### Task requirements:
Output must match the data below exactly from its first line through the line that contains "camera to sRGB", with no other line.

### Information given:
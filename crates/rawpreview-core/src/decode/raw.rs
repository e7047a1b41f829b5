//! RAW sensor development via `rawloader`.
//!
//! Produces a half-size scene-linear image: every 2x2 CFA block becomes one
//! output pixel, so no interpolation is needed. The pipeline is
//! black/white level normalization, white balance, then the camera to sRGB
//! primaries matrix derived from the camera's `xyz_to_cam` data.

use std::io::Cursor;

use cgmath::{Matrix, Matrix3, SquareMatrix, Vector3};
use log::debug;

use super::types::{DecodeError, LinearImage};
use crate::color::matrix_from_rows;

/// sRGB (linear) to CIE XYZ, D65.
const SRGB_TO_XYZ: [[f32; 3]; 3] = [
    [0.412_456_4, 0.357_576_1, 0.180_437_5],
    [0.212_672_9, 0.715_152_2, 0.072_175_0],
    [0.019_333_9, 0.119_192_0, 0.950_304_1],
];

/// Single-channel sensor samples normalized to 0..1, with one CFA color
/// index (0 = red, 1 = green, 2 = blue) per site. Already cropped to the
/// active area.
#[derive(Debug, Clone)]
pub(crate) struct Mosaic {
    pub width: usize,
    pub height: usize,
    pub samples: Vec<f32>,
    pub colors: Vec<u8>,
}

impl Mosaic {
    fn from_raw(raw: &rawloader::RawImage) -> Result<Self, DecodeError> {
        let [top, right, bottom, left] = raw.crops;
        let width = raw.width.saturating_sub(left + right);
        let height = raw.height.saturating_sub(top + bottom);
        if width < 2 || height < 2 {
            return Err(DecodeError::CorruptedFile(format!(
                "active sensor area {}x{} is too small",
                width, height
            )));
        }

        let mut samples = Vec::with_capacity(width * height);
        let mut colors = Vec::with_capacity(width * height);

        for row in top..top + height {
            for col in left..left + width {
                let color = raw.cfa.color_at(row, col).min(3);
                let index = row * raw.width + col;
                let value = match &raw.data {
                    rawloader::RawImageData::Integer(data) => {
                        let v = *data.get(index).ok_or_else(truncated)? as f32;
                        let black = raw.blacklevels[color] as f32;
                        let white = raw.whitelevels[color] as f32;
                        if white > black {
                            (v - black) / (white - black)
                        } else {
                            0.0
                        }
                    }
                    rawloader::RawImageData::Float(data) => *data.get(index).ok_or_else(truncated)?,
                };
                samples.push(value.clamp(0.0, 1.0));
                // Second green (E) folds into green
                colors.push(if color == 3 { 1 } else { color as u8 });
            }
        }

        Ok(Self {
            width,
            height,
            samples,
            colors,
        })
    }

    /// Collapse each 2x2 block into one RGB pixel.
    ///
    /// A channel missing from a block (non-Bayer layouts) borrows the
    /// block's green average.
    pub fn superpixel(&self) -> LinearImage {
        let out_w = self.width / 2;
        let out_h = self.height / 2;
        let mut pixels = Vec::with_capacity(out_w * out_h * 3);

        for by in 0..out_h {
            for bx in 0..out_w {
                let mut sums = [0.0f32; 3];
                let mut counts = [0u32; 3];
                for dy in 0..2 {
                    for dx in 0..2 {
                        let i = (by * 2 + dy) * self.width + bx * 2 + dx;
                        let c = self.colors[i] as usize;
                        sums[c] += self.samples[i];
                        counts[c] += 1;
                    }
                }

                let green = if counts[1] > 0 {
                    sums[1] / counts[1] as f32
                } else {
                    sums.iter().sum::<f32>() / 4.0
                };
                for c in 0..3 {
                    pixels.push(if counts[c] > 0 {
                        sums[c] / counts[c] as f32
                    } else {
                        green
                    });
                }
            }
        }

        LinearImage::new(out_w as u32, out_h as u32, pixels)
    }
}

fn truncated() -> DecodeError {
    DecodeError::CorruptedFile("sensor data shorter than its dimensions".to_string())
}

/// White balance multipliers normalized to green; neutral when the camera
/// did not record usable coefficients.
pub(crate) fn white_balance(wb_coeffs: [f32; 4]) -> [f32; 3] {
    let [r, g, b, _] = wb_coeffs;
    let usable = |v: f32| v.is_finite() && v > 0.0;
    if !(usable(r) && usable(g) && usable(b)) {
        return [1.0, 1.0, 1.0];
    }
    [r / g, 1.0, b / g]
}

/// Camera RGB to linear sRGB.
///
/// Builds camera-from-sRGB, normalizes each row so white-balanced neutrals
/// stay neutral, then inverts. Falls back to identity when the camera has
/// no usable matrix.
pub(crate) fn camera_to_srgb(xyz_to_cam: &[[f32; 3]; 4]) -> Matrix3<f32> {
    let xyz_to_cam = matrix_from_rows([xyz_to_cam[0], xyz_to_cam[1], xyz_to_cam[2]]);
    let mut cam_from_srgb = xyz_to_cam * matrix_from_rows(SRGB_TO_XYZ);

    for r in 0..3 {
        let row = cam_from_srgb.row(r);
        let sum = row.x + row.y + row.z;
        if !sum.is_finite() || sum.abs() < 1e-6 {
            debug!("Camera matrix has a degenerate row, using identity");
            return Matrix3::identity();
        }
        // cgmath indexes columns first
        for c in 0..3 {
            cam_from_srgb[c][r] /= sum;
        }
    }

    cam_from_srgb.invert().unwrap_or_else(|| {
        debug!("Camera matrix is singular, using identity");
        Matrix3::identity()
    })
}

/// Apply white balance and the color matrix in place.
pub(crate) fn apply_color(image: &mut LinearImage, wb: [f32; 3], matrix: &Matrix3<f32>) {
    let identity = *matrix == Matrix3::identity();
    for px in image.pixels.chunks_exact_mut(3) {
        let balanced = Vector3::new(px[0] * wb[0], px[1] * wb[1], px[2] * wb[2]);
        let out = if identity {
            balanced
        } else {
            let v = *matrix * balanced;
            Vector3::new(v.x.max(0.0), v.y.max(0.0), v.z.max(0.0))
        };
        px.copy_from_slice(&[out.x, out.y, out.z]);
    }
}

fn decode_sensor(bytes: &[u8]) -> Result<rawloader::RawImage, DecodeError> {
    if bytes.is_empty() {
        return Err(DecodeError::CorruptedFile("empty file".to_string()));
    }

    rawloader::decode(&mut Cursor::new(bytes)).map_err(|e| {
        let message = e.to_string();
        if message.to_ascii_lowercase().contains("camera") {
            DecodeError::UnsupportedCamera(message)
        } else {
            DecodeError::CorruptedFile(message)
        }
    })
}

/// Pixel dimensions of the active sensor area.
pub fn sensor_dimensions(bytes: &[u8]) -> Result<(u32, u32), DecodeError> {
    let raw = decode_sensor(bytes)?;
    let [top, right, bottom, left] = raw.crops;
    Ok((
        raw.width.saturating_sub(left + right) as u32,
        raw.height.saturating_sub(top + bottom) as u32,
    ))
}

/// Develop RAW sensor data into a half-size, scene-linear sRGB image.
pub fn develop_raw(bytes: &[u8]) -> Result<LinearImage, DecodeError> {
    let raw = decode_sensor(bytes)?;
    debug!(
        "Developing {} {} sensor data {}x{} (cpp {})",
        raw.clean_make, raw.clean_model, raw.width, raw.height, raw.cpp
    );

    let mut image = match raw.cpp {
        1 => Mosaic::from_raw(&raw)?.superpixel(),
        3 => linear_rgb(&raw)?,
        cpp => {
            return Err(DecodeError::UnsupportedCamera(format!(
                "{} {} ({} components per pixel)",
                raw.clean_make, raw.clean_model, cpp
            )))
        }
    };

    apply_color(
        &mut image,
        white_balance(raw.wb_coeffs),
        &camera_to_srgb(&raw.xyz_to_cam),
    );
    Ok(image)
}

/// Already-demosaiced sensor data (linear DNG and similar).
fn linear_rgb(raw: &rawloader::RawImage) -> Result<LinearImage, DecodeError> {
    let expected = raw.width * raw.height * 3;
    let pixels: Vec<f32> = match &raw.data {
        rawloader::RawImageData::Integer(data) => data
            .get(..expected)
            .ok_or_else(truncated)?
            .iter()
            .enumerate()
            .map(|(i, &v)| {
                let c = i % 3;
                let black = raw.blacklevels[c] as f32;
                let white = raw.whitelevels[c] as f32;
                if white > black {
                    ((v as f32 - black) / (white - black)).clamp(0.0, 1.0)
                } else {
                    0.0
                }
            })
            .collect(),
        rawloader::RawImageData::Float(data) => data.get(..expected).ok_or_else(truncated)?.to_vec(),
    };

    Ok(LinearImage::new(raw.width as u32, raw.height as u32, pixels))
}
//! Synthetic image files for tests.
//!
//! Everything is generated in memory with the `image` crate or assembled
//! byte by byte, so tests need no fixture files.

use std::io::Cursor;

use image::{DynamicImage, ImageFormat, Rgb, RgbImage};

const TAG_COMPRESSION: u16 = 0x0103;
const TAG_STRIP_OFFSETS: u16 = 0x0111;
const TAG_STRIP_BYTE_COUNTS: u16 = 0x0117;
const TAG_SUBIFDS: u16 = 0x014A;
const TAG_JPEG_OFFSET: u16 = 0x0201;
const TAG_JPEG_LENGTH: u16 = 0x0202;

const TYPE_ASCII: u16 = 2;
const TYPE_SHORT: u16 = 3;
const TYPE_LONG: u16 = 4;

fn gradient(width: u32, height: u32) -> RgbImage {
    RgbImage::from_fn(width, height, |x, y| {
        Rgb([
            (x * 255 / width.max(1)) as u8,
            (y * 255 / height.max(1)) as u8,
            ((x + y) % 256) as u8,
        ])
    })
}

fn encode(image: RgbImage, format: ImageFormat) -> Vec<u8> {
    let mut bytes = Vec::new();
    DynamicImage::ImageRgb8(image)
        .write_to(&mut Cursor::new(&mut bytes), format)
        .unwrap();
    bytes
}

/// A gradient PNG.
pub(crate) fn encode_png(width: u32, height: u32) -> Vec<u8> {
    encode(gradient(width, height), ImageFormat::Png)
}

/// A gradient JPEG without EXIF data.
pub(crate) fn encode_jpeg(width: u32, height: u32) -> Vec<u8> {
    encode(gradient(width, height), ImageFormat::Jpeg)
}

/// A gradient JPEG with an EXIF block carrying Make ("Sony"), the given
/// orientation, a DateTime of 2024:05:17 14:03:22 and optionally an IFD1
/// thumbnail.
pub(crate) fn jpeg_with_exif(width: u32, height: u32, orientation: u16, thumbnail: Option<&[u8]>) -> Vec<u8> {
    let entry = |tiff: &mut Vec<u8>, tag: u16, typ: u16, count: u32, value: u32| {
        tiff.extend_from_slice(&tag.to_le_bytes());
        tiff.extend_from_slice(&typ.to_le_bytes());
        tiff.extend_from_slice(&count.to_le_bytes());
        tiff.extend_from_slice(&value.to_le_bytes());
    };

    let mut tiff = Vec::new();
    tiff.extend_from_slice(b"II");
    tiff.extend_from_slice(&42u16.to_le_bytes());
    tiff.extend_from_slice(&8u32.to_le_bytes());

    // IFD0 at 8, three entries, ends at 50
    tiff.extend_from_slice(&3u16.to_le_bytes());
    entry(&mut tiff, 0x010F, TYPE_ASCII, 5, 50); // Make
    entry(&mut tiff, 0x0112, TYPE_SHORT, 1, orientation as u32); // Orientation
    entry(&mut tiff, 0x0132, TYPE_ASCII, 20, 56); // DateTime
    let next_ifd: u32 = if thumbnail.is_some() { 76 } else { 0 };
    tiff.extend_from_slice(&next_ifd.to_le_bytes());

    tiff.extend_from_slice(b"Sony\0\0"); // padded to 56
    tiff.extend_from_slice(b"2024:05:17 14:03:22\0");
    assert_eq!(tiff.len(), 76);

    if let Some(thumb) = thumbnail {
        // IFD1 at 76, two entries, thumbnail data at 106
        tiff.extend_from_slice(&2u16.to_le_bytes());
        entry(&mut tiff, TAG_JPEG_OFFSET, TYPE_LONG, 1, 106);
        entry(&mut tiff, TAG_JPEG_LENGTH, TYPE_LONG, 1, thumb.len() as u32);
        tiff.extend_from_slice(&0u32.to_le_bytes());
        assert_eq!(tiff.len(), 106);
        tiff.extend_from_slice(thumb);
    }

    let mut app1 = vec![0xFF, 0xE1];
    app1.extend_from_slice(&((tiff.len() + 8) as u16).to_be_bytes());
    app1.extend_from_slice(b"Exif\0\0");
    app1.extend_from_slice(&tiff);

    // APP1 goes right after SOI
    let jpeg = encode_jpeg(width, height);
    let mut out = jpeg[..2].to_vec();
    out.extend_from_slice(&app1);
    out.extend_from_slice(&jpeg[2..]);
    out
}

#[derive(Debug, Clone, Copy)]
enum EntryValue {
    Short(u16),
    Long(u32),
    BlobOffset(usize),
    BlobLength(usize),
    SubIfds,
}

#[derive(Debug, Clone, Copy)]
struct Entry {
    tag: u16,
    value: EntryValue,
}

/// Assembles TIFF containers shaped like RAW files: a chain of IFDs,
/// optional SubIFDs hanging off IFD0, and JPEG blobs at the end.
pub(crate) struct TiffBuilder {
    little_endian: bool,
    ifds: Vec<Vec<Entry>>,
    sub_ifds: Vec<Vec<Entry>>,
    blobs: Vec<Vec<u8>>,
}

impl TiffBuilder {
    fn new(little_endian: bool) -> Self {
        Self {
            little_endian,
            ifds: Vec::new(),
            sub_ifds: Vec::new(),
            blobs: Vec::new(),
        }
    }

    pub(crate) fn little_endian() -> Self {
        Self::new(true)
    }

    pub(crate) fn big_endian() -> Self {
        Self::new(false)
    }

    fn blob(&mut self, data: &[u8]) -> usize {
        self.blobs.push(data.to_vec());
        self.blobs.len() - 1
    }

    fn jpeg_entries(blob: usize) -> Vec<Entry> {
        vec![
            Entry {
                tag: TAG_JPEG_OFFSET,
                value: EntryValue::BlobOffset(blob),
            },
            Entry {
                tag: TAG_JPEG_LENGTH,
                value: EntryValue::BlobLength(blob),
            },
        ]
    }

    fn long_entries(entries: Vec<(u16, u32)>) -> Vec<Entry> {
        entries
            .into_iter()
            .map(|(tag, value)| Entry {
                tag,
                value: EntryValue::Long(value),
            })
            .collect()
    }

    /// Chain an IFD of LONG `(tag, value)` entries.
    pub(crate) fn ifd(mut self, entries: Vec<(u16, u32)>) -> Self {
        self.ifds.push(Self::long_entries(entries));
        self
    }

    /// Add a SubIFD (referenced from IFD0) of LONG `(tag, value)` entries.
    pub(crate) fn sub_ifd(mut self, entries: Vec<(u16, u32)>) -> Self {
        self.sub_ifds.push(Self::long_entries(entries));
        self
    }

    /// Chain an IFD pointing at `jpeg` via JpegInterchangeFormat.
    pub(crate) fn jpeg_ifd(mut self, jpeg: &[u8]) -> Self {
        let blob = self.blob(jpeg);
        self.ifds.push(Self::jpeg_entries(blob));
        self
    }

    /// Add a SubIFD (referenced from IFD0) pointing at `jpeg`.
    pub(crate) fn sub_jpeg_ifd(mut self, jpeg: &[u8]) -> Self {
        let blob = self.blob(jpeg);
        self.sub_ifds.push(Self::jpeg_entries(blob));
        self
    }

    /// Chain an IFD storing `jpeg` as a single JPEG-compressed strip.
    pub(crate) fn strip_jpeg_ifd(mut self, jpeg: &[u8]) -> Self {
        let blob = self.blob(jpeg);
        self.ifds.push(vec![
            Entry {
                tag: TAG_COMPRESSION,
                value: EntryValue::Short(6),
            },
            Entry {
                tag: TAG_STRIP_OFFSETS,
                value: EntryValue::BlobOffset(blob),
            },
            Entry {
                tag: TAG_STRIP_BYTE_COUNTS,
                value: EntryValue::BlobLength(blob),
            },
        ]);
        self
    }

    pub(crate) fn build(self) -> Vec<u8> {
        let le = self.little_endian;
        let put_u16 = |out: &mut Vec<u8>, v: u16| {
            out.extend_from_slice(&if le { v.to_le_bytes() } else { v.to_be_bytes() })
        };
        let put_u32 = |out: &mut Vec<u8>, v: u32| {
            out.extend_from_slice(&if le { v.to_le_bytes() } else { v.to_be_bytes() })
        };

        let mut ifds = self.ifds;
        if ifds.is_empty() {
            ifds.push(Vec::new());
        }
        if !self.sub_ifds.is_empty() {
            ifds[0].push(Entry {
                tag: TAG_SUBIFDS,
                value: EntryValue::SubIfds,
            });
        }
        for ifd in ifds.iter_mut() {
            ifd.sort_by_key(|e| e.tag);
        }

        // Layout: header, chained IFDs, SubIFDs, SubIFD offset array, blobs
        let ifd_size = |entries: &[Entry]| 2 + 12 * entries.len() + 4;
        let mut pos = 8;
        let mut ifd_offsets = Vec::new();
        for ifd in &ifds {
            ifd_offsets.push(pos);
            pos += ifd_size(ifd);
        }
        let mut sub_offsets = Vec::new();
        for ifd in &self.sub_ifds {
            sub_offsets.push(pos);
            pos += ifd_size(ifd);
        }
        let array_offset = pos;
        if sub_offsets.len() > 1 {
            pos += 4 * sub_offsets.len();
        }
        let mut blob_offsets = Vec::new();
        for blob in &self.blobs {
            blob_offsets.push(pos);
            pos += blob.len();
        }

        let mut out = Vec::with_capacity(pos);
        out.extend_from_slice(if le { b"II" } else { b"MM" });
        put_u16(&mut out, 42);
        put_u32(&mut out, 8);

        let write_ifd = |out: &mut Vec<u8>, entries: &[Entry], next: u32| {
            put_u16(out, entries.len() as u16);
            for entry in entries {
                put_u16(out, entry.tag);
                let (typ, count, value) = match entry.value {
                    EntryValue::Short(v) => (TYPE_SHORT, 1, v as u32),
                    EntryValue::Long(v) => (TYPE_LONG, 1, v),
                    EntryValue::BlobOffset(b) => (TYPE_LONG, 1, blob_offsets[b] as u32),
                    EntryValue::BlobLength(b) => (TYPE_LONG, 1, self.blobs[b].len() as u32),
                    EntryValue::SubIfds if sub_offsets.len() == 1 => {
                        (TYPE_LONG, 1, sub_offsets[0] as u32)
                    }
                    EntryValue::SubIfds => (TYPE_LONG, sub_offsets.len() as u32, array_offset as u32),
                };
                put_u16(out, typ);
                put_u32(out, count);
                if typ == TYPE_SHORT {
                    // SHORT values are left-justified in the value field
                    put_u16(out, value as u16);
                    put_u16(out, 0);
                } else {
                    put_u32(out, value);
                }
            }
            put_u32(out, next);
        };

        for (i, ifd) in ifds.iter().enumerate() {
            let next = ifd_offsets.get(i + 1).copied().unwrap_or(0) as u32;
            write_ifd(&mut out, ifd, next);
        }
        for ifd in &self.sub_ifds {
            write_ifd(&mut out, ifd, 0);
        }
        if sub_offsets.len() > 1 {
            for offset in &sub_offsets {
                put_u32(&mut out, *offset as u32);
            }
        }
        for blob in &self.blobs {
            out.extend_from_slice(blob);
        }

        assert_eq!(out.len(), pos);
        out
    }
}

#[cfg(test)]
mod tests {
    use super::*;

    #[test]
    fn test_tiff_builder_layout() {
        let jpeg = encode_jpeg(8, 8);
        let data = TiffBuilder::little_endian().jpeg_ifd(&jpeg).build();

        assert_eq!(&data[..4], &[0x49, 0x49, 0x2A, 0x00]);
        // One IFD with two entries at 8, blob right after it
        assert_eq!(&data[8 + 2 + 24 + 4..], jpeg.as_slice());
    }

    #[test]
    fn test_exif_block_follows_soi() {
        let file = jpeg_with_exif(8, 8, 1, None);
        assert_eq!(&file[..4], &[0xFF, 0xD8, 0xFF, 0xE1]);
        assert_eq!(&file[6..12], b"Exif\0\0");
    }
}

### Result of the task:
filename crates/rawpreview-core/src/decode/raw.rs
repository e7047a1b41f829b5
//! RAW sensor development via `rawloader`.
//!
//! Produces a half-size scene-linear image: every 2x2 CFA block becomes one
//! output pixel, so no interpolation is needed. The pipeline is
//! black/white level normalization, white balance, then the camera to sRGB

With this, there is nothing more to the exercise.